# [Task description]
Find where "t.state != ThreadState::Dead)" occurs in the data below, and retype that line and every later line exactly.
|---|
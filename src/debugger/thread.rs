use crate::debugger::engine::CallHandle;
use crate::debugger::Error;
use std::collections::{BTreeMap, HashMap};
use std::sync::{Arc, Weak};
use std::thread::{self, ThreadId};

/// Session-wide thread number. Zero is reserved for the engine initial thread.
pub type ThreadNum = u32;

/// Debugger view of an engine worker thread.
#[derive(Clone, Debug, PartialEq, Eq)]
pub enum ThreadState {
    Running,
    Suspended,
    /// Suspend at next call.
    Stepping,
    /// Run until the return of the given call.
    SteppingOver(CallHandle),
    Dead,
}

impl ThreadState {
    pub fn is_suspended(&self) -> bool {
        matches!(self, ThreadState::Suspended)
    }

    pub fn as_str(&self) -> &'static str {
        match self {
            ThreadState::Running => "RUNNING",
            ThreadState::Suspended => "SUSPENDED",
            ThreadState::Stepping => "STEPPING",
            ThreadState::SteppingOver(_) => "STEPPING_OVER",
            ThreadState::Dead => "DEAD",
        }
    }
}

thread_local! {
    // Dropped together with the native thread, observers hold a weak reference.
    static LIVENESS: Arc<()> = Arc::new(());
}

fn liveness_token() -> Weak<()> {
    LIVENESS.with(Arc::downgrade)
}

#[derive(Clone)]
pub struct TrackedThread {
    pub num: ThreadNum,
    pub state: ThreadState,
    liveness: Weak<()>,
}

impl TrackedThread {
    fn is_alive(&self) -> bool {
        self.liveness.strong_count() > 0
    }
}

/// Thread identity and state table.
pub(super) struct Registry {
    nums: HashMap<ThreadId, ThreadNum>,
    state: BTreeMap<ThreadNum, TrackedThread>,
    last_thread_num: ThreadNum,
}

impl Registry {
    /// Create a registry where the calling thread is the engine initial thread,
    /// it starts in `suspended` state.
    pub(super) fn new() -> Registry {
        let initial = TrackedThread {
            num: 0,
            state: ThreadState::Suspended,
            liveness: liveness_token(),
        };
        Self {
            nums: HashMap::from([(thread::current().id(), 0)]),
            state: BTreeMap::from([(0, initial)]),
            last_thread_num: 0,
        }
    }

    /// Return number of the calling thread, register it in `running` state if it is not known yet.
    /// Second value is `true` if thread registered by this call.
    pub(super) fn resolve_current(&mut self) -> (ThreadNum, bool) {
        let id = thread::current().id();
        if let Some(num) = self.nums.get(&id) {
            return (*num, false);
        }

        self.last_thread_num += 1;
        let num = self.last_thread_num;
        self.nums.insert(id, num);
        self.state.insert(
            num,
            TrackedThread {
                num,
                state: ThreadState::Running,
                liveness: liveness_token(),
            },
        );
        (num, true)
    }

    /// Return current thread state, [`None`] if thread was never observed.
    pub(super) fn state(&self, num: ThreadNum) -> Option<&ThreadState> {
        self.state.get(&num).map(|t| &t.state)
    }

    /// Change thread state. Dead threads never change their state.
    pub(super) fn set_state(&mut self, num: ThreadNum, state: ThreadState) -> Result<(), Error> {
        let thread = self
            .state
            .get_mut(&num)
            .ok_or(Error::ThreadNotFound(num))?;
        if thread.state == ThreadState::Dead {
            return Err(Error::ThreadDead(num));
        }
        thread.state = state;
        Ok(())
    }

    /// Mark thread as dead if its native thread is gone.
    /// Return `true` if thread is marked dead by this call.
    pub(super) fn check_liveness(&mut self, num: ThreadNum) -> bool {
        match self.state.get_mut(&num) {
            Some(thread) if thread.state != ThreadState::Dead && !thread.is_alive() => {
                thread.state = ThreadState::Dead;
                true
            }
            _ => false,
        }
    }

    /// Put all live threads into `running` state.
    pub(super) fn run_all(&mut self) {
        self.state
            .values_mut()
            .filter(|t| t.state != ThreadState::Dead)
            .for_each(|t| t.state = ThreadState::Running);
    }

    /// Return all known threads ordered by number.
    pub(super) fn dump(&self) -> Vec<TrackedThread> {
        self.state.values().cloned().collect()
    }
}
|---|
# [Problem solution]
            .filter(|t| t.state != ThreadState::Dead)
            .for_each(|t| t.state = ThreadState::Running);
    }

    /// Return all known threads ordered by number.
    pub(super) fn dump(&self) -> Vec<TrackedThread> {
        self.state.values().cloned().collect()
    }
}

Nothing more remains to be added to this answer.